Supervised exercise programmes are more expensive than unsupervised, but the supervised are more effective in improving HRQoL, anxiety, depressive symptoms, and physical functioning [Citation23]. Because resources are scarce, decision-makers need health economic evaluations to justify extra costs when choosing interventions based on their effectiveness [Citation24]; however, health economic evaluations of exercise programmes during oncological treatment are limited. Studies also rarely include reliable register data on sick leave. A systematic review focussed mainly on the short-term cost-effectiveness of multidimensional cancer rehabilitation programmes, including exercise, concluded that interventions that improved overall health might be cost-effective [Citation25]. Another systematic review including exercise interventions with longer follow-up considered three of the interventions in the seven studies included cost-effective [Citation26]. High-intensity exercise programmes also appear more cost-effective than usual care [Citation27,Citation28] and low-to-moderate intensity programmes [Citation29]. Thus, evidence for the cost-effectiveness of exercise remains inconclusive [Citation25,Citation26,Citation28], and cost calculations and outcome measures are heterogenous across studies. To attain more robust results, further research is needed to evaluate the longer term costs of exercise intervention programmes and the differences in costs between different exercise intensities.

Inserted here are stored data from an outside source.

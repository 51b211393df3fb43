//! Synchronous client core for a CRM/marketing REST API.
//!
//! # Overview
//! Three layers sit between a caller and the remote API:
//! - `normalize` predicts how the remote coerces values written to typed
//!   fields, so callers can skip updates that would change nothing.
//! - `classify` turns each raw call outcome into a value, a degraded reply or
//!   a typed error, under a per-client or per-call `Suppression` policy.
//! - `pager` validates list envelopes and advances a serializable
//!   `PageCursor`, which `CrmClient` drives for paginated fetches.
//!
//! # Design
//! - The network sits behind the `Transport` trait; `UreqTransport` is the
//!   blocking implementation.
//! - `CrmClient` methods take `&mut self`: the client owns mutable cursor and
//!   policy state and is meant for one thread at a time.
//! - Entities are open `serde_json` maps; only `id`/`ID` and `removed` are
//!   interpreted.

pub mod classify;
pub mod client;
pub mod config;
mod datetime;
pub mod error;
pub mod http;
pub mod normalize;
pub mod pager;
pub mod suppress;
pub mod transport;
pub mod types;

pub use classify::{CallOutcome, Classifier, Degraded, Reply};
pub use client::CrmClient;
pub use config::{ClientConfig, ConfigError};
pub use error::{ApiError, CallFailure, FieldSpecError, ProtocolViolation};
pub use http::{HttpMethod, HttpRequest, HttpResponse};
pub use normalize::{is_empty, needs_update, normalize, FieldSpec, FieldType, NormalizedValue, Normalizer, ValueOrigin};
pub use pager::{extract_embedded, validate_envelope, PageCursor};
pub use suppress::{Category, Family, Suppression};
pub use transport::{Transport, TransportError, UreqTransport};
pub use types::{entity_id, is_removed, Entity, Parameters};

In the present study, we investigated resource utilisation and costs at longer term (i.e. 18 months), using data from the Physical Training and Cancer (Phys-Can) project. The main component of the Phys-Can project is an RCT (Clinical Trials NCT02473003, www.clinicaltrials.gov) comparing the effects of HI versus LMI exercise with or without additional behaviour change support (BCS) in individuals undergoing (neo)adjuvant oncological treatment. We then compared the results of the RCT with a preceded longitudinal observational study of participants from the same population treated with usual care (UC) [Citation30].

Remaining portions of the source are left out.